ASSIGNMENT: Return each line of the listing in which the word "templates" appears.

TASK MATERIAL:
BEGIN

use crate::{
    lib::errors::RegistrationError,
    resources::{ResourceEntry, ResourceRegistry},
    server::config::Settings,
};

const README_TEMPLATE: &str = include_str!("../../templates/README.md");
const DOCKERFILE_TEMPLATE: &str = include_str!("../../templates/Dockerfile");
const GITIGNORE_TEMPLATE: &str = include_str!("../../templates/gitignore");
const API_DOCUMENTATION: &str = include_str!("../../templates/api.md");

pub fn register(
    registry: &mut ResourceRegistry,
    _settings: &Settings,
) -> Result<usize, RegistrationError> {
    let entries = [
        ResourceEntry::fixed("template://readme", "README template", README_TEMPLATE)
            .description("README skeleton for a new server project")
            .mime_type("text/markdown"),
        ResourceEntry::fixed("template://dockerfile", "Dockerfile template", DOCKERFILE_TEMPLATE)
            .description("Multi-stage container build for the server binary"),
        ResourceEntry::fixed("template://gitignore", ".gitignore template", GITIGNORE_TEMPLATE)
            .description("Ignore rules for a Cargo project"),
        ResourceEntry::new("config://example", "Example configuration", example_config)
            .description("config.toml holding every setting at its default value")
            .mime_type("application/toml"),
        ResourceEntry::fixed("docs://api", "API documentation", API_DOCUMENTATION)
            .description("Endpoints, authentication and the result envelope")
            .mime_type("text/markdown"),
    ];
    let count = entries.len();
    for entry in entries {
        registry.register(entry)?;
    }
    Ok(count)
}

fn example_config() -> anyhow::Result<String> {
    Ok(Settings::default().to_toml()?)
}
use std::{fmt::Display, future::Future};

use serde_json::{json, Map, Value};
use tracing::error;

/// `{ success: true, message, data, metadata? }`; `metadata` only when non-empty.
pub fn format_success_response(
    data: Value,
    message: &str,
    metadata: Option<Map<String, Value>>,
) -> Value {
    let mut response = json!({
        "success": true,
        "message": message,
        "data": data,
    });
    if let Some(metadata) = metadata.filter(|m| !m.is_empty()) {
        response["metadata"] = Value::Object(metadata);
    }
    response
}

/// `{ success: false, error, error_code, details }`.
pub fn format_error_response(
    error: &str,
    error_code: &str,
    details: Option<Map<String, Value>>,
) -> Value {
    json!({
        "success": false,
        "error": error,
        "error_code": error_code,
        "details": details.unwrap_or_default(),
    })
}

/// Await `operation`, substituting `default` if it fails.
pub async fn safe_execute<T, E, F>(operation: F, default: T, context: &str) -> T
where
    F: Future<Output = Result<T, E>>,
    E: Display,
{
    match operation.await {
        Ok(value) => value,
        Err(err) => {
            error!(target: "mcp_template::tools", context, error = %err, "Operation failed; using default");
            default
        }
    }
}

END

TASK RESULT:
const README_TEMPLATE: &str = include_str!("../../templates/README.md");
const DOCKERFILE_TEMPLATE: &str = include_str!("../../templates/Dockerfile");
const GITIGNORE_TEMPLATE: &str = include_str!("../../templates/gitignore");
const API_DOCUMENTATION: &str = include_str!("../../templates/api.md");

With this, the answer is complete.